Last night I had a dream and it made me realize I never grieved this loss properly. In my dream as I walked along what seem like friends I was happy, laughing and having fun. In a moment of chaos a chose to make a left turn and within seconds I became the subject of ridicule. I was pointed at, laughed at, screamed at and worse I was left alone. I looked forward at what seemed like an treacherous uphill walk ahead. As all my friends ran by me I felt heavy, tired and sad; the walk was never ending or so it seemed. But, I made it to the top and for a slight second I felt relieved. That sense or relief quickly became fear and fear that I felt through every part of my being and suddenly I was gripping a book.

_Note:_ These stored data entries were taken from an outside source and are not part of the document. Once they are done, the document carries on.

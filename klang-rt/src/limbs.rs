//! Heap-backed limb arrays: in-place 16-bit limb shifts and 128-bit
//! integers stored as packed little-endian bytes.
//!
//! These are the heap-address overloads of the slice kernels in
//! `klang_bits`: the window is loaded through the heap's little-endian
//! halfword accessors, run through the same limb algorithms, and stored
//! back, so both forms produce identical limbs and `(carry_out, sticky)`.

use alloc::vec::Vec;
use core::cmp::Ordering;

use klang_bits::{
    limbs as bits_limbs,
    limbs::LimbShift,
    Swar128,
};
use klang_types::KernelResult;

use crate::heap::Heap;

/// Bytes per 128-bit heap integer.
pub const U128_BYTES: usize = 16;

fn load_window(heap: &Heap, addr: u32, len: usize) -> KernelResult<Vec<u16>> {
    let mut limbs = Vec::with_capacity(len);
    for i in 0..len {
        #[allow(clippy::cast_possible_truncation, clippy::cast_sign_loss)]
        limbs.push(heap.lhu(addr + 2 * i as u32)? as u16);
    }
    Ok(limbs)
}

fn store_window(heap: &mut Heap, addr: u32, limbs: &[u16]) -> KernelResult<()> {
    for (i, &limb) in limbs.iter().enumerate() {
        heap.sh(addr + 2 * i as u32, limb as i64)?;
    }
    Ok(())
}

/// In-place left shift of `len` packed limbs at `addr` by `s ∈ [0, 15]`.
pub fn shl16_le_in_place(
    heap: &mut Heap,
    addr: u32,
    len: usize,
    s: u32,
    carry_in: u16,
) -> KernelResult<LimbShift> {
    let mut limbs = load_window(heap, addr, len)?;
    let shift = bits_limbs::shl16_le_in_place(&mut limbs, 0, len, s, carry_in)?;
    store_window(heap, addr, &limbs)?;
    Ok(shift)
}

/// In-place right shift of `len` packed limbs at `addr` by `s ∈ [0, 15]`.
pub fn rsh16_le_in_place(
    heap: &mut Heap,
    addr: u32,
    len: usize,
    s: u32,
) -> KernelResult<LimbShift> {
    let mut limbs = load_window(heap, addr, len)?;
    let shift = bits_limbs::rsh16_le_in_place(&mut limbs, 0, len, s)?;
    store_window(heap, addr, &limbs)?;
    Ok(shift)
}

/// In-place whole-limb left shift of the window at `addr`.
pub fn shl16_le_words_in_place(
    heap: &mut Heap,
    addr: u32,
    len: usize,
    words: usize,
) -> KernelResult<()> {
    let mut limbs = load_window(heap, addr, len)?;
    bits_limbs::shl16_le_words_in_place(&mut limbs, 0, len, words)?;
    store_window(heap, addr, &limbs)
}

/// Heap-backed 128-bit unsigned integers as 16 packed little-endian bytes.
pub mod heap_u128 {
    use super::*;

    /// Read the 128-bit value at `addr`.
    pub fn load(heap: &Heap, addr: u32) -> KernelResult<Swar128> {
        Ok(Swar128::from_le_bytes(heap.read_bytes(addr)?))
    }

    /// Write a 128-bit value to `addr`.
    pub fn store(heap: &mut Heap, addr: u32, value: Swar128) -> KernelResult<()> {
        heap.write_bytes(addr, value.to_le_bytes())
    }

    /// `dst ← a + b`; returns the carry-out bit.
    pub fn add(heap: &mut Heap, dst: u32, a: u32, b: u32) -> KernelResult<u32> {
        let (sum, carry) = load(heap, a)?.add(load(heap, b)?);
        store(heap, dst, sum)?;
        Ok(carry)
    }

    /// `dst ← a − b`; returns the borrow-out bit.
    pub fn sub(heap: &mut Heap, dst: u32, a: u32, b: u32) -> KernelResult<u32> {
        let (diff, borrow) = load(heap, a)?.sub(load(heap, b)?);
        store(heap, dst, diff)?;
        Ok(borrow)
    }

    /// `dst ← src << n`; returns the 128-bit spill.
    pub fn shift_left(
        heap: &mut Heap,
        dst: u32,
        src: u32,
        n: u32,
    ) -> KernelResult<Swar128> {
        let (value, spill) = load(heap, src)?.shift_left(n)?;
        store(heap, dst, value)?;
        Ok(spill)
    }

    /// `dst ← src >> n`; returns the 128-bit spill.
    pub fn shift_right(
        heap: &mut Heap,
        dst: u32,
        src: u32,
        n: u32,
    ) -> KernelResult<Swar128> {
        let (value, spill) = load(heap, src)?.shift_right(n)?;
        store(heap, dst, value)?;
        Ok(spill)
    }

    /// Unsigned comparison of the values at `a` and `b`.
    pub fn compare(heap: &Heap, a: u32, b: u32) -> KernelResult<Ordering> {
        Ok(load(heap, a)?.compare(load(heap, b)?))
    }

    /// `dst ← src × factor`; returns the overflow limb.
    pub fn mul_small(
        heap: &mut Heap,
        dst: u32,
        src: u32,
        factor: u16,
    ) -> KernelResult<u16> {
        let (product, overflow) = load(heap, src)?.mul_small(factor);
        store(heap, dst, product)?;
        Ok(overflow)
    }
}
//! Byte-addressable memory system of the KLang numeric runtime.
//!
//! The runtime owns a growable little-endian byte heap and layers a
//! free-list allocator, a downward-growing frame allocator, a DATA/BSS name
//! table, typed views and C-style string/memory primitives on top of it.
//! All state lives in an explicit [`Runtime`] context the caller constructs
//! and threads through; no facility is process-global. A `Runtime` is not
//! safe to mutate from multiple threads.

#![cfg_attr(not(feature = "std"), no_std)]
#![warn(missing_docs)]
#![deny(unsafe_code)]
#![deny(unused_must_use)]

extern crate alloc;

pub mod clib;
pub mod fastmem;
pub mod gdata;
pub mod heap;
pub mod kaligned;
pub mod kmalloc;
pub mod kstack;
pub mod limbs;
pub mod runtime;
pub mod scalar;
pub mod view;

pub use heap::{
    Heap,
    ToAddr,
};
pub use klang_types::{
    Fault,
    KernelResult,
    Word,
};
pub use runtime::Runtime;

A book that contained something valuable, something that would out someone and was the cause of my fears. I started to run holding this book and looking back every so often hopping I could get away from what felt like was chasing me. I saw an image of a man and as he got closer my fear grew, so I closed my eyes tight and when I opened them I found my self chasing the same shadow that was chasing me. What was that? Who was that? Why was I running from the very same person or thing I was chasing after? I stopped... I was confused... I was scared... and there in front of me was a door. Through this door I saw a friendly face a face that brought me hope and I called her Maribel. I trusted her I don’t know why but I did. I trusted her with my feelings, my fear and with my book. I looked into her eyes and handed her the book and she said, “come I will lead you to safety, don’t be scared”. I trusted her! Why? I took her hand and she led me out the room and we ran together. But, I was falling behind and she was getting further and further and as I screamed out for her she looked back with a smirked and ran faster until I could no longer see her. Where did she go? Again I found myself alone in the dark and afraid.
My take in this dream...
I made one wrong decision that led to me losing myself, my identity and sense of belonging. I went through some very dark times and was very emotionally unstable. I hid it well I might add. I had no care for myself or anyone for that matter. I was selfish! I crawled out the dark and saw a glimpse of happiness and quickly got sucked back into misery. I had a grip on my hopes and dreams and one small mistake led to that slipping from my fingers and forever being lost. I woke up crying! I cried because that part of my life no matter how short in time made me feel important and once it was gone i felt a void. Sixteen years later i still have that void and many unanswered what ifs!!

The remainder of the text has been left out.